§ **WORK REQUEST**: Copy out every line in the entries below that includes "WARRANTY".

§ **SOURCE MATERIAL**:
________________________________________

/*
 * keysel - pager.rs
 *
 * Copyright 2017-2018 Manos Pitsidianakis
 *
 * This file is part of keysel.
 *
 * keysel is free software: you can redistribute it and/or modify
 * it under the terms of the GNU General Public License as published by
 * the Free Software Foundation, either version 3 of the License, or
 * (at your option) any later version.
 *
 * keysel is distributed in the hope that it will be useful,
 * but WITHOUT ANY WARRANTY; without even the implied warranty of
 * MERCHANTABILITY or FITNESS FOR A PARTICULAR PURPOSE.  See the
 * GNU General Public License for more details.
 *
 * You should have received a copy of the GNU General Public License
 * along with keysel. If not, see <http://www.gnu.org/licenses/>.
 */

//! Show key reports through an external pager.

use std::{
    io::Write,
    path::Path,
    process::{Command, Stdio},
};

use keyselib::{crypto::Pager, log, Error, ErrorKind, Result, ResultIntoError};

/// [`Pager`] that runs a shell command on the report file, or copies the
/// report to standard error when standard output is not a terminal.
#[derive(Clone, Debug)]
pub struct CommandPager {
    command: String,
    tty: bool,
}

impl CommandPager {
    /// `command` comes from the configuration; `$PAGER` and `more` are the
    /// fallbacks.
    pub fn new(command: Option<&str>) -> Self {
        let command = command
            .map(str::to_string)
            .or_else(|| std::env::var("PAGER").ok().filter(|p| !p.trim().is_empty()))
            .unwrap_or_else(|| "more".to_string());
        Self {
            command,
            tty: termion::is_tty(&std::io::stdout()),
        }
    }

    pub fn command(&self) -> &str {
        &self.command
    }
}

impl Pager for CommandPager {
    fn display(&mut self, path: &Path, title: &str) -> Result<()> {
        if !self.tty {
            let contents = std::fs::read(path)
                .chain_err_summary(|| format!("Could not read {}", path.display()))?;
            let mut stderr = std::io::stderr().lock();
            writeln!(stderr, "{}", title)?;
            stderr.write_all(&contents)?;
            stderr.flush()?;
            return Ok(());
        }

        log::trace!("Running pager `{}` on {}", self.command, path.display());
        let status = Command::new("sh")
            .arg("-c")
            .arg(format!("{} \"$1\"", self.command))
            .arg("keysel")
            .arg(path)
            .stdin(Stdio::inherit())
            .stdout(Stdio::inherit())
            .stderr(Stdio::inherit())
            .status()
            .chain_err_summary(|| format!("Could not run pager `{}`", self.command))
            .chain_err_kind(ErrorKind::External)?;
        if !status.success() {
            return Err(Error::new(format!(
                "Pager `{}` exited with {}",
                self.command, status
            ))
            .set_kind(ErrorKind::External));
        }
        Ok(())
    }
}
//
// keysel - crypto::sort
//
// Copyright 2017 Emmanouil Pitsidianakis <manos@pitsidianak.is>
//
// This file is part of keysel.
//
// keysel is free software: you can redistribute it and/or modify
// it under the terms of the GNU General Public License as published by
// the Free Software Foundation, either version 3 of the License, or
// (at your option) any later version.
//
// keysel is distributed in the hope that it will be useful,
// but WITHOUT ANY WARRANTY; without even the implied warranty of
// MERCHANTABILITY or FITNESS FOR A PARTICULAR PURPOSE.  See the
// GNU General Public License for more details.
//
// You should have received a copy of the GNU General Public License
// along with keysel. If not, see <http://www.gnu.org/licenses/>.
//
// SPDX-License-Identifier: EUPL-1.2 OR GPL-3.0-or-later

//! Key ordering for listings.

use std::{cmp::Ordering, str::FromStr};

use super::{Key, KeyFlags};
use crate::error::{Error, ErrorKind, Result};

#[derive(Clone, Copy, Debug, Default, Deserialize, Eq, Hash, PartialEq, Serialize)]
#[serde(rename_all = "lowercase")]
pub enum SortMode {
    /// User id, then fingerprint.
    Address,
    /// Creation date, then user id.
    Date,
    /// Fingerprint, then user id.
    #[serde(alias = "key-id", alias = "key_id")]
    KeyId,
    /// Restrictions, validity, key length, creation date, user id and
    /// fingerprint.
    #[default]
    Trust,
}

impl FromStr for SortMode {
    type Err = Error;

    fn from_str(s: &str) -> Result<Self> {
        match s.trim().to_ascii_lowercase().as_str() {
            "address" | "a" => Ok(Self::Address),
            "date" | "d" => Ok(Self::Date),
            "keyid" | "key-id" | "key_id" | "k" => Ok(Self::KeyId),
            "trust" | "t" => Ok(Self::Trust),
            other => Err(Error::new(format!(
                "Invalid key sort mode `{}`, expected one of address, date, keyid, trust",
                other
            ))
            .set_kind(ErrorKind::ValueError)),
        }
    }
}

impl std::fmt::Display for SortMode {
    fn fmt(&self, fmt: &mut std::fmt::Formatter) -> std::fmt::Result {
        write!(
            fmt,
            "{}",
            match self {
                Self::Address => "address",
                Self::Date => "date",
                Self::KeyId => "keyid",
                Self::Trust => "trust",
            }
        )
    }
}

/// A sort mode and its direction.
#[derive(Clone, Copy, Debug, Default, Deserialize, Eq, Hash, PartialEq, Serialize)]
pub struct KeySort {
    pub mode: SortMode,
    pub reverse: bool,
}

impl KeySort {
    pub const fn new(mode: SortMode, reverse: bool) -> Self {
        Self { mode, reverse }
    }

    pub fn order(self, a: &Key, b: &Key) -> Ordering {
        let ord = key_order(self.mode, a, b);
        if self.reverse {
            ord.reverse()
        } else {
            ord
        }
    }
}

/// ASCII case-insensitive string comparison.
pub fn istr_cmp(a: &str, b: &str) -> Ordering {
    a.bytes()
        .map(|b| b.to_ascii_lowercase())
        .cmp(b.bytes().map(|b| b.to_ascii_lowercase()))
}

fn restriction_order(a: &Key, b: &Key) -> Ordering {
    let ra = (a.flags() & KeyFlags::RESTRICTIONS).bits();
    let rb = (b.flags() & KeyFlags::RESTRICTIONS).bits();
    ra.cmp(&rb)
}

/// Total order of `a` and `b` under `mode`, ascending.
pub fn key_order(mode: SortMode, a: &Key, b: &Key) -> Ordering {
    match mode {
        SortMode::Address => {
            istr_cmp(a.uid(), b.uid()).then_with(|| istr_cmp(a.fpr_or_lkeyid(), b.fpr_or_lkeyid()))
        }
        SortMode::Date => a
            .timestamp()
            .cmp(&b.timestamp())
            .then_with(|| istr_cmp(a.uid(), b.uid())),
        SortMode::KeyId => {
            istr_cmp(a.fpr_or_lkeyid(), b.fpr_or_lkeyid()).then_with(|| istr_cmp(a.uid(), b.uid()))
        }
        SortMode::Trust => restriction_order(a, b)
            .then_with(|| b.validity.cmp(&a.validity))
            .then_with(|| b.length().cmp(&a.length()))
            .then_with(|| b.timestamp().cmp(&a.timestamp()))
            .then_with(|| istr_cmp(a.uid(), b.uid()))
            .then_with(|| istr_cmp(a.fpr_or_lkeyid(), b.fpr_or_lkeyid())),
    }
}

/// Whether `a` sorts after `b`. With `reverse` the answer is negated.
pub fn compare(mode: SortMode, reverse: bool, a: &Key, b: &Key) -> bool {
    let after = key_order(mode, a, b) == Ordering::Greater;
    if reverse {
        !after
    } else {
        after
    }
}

________________________________________

§ **ANSWER TO THIS TASK**:
 * but WITHOUT ANY WARRANTY; without even the implied warranty of
// but WITHOUT ANY WARRANTY; without even the implied warranty of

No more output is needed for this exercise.